In case you are wondering what we are doing?

we really see everything from where we developmentally are! as well as our cultural, biological, multi generational conditioning : thus determing our entire perspective, our feelings, how we make meaning out of an incident, our actions and our decisions. this is why we work on development as well as waking up. Both are necessary! 

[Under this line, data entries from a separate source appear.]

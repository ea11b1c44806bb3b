//! Password hashing using PBKDF2-HMAC-SHA256
//!
//! Provides salted password hashing and constant-time verification.
//!
//! # Performance Considerations
//!
//! PBKDF2 at 310,000 rounds is intentionally CPU-intensive. Async callers
//! should use the `*_async` variants, which run on the blocking thread pool.

use anyhow::{anyhow, Result};
use ring::pbkdf2;
use ring::rand::{SecureRandom, SystemRandom};
use std::fmt;
use std::num::NonZeroU32;

/// Salt length in bytes
pub const SALT_LEN: usize = 16;
/// Derived key length in bytes
pub const HASH_LEN: usize = 32;
/// PBKDF2 round count
pub const PBKDF2_ITERATIONS: u32 = 310_000;

static PBKDF2_ALG: pbkdf2::Algorithm = pbkdf2::PBKDF2_HMAC_SHA256;

fn iterations() -> NonZeroU32 {
    NonZeroU32::new(PBKDF2_ITERATIONS).unwrap_or(NonZeroU32::MIN)
}

/// Salt and derived key for one password
///
/// Immutable once created. Only a fresh `PasswordService::hash` produces a
/// new one.
#[derive(Clone, PartialEq, Eq)]
pub struct Credential {
    salt: [u8; SALT_LEN],
    hash: [u8; HASH_LEN],
}

impl Credential {
    /// Rebuild a credential from stored columns
    pub fn from_parts(salt: &[u8], hash: &[u8]) -> Result<Self> {
        let salt: [u8; SALT_LEN] = salt
            .try_into()
            .map_err(|_| anyhow!("Stored salt has length {}, expected {}", salt.len(), SALT_LEN))?;
        let hash: [u8; HASH_LEN] = hash
            .try_into()
            .map_err(|_| anyhow!("Stored hash has length {}, expected {}", hash.len(), HASH_LEN))?;
        Ok(Self { salt, hash })
    }

    pub fn salt(&self) -> &[u8] {
        &self.salt
    }

    pub fn hash(&self) -> &[u8] {
        &self.hash
    }
}

impl fmt::Debug for Credential {
    fn fmt(&self, f: &mut fmt::Formatter<'_>) -> fmt::Result {
        f.debug_struct("Credential").finish_non_exhaustive()
    }
}

/// Password hashing service
pub struct PasswordService;

impl PasswordService {
    /// Hash a password with a fresh random salt (blocking operation)
    ///
    /// Fails only if the system entropy source fails.
    pub fn hash(password: &str) -> Result<Credential> {
        let mut salt = [0u8; SALT_LEN];
        SystemRandom::new()
            .fill(&mut salt)
            .map_err(|_| anyhow!("Failed to generate password salt"))?;

        let mut hash = [0u8; HASH_LEN];
        pbkdf2::derive(PBKDF2_ALG, iterations(), &salt, password.as_bytes(), &mut hash);

        Ok(Credential { salt, hash })
    }

    /// Hash a password asynchronously (non-blocking)
    ///
    /// Spawns the CPU-intensive work on a blocking thread pool,
    /// preventing it from blocking the async runtime.
    pub async fn hash_async(password: String) -> Result<Credential> {
        tokio::task::spawn_blocking(move || Self::hash(&password))
            .await
            .map_err(|e| anyhow!("Task join error: {}", e))?
    }

    /// Verify a password against a stored credential (blocking operation)
    ///
    /// Re-derives with the stored salt; the comparison runs in constant time.
    pub fn verify(password: &str, credential: &Credential) -> bool {
        pbkdf2::verify(
            PBKDF2_ALG,
            iterations(),
            &credential.salt,
            password.as_bytes(),
            &credential.hash,
        )
        .is_ok()
    }

    /// Verify a password asynchronously (non-blocking)
    pub async fn verify_async(password: String, credential: Credential) -> Result<bool> {
        tokio::task::spawn_blocking(move || Self::verify(&password, &credential))
            .await
            .map_err(|e| anyhow!("Task join error: {}", e))
    }
}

in the energy work we constantly touch into, wake up and develop both of these. It is not just about keeping your psychology painless and regulated. the more we develop the more choices we have and the more energy frequency we can handle. our connection to the field and support becomes a given. things that used to be hard work become effortless. we find ourselves saying “i remember when that was difficult or when i could not even do that, and now i don’t even think about it”. 

Death And Giving

beautiful meeting,
and i keep noticing when we give, i thought we were going to help deepal in death, we get so very much more. we learned a new way to die! really in all my years i have not seen such a clear, clean joyful way to portal into a new dimension. reset. here then connecting there. love and concern for those here without any responsibility for them. far far far out. what a teaching that we all got in our cells, our beings, touching into the possibility of it and even to be it NOW.

Reflections on the codependence/addiction course

What i like the best about this work is the no right or wrong of it. The reminder, caution of attributing meaning, falling ino holes, getting overly dependent or independent. A surfing, a remembering to resource oneself and each other.
but the biggest thing it has helped me with, is how to not wreck good things, good people, good jobs, not wreck wholesomeness. and to value detail and love simple, to notice the non toothache.
Also it gives me a language, a naming, ah drama is happening, manipulation is happening, denial is happening, a noticing short hand that aids being centered and available, rather than reactive and lost, a valuing of that for itself.

I remember pia saying, she wanted her life to be more exciting and now she’s just hanging on by her fingernails with the never ending discoveries of recovery. Ask for what you want, notice what you get, celebrate the no’s.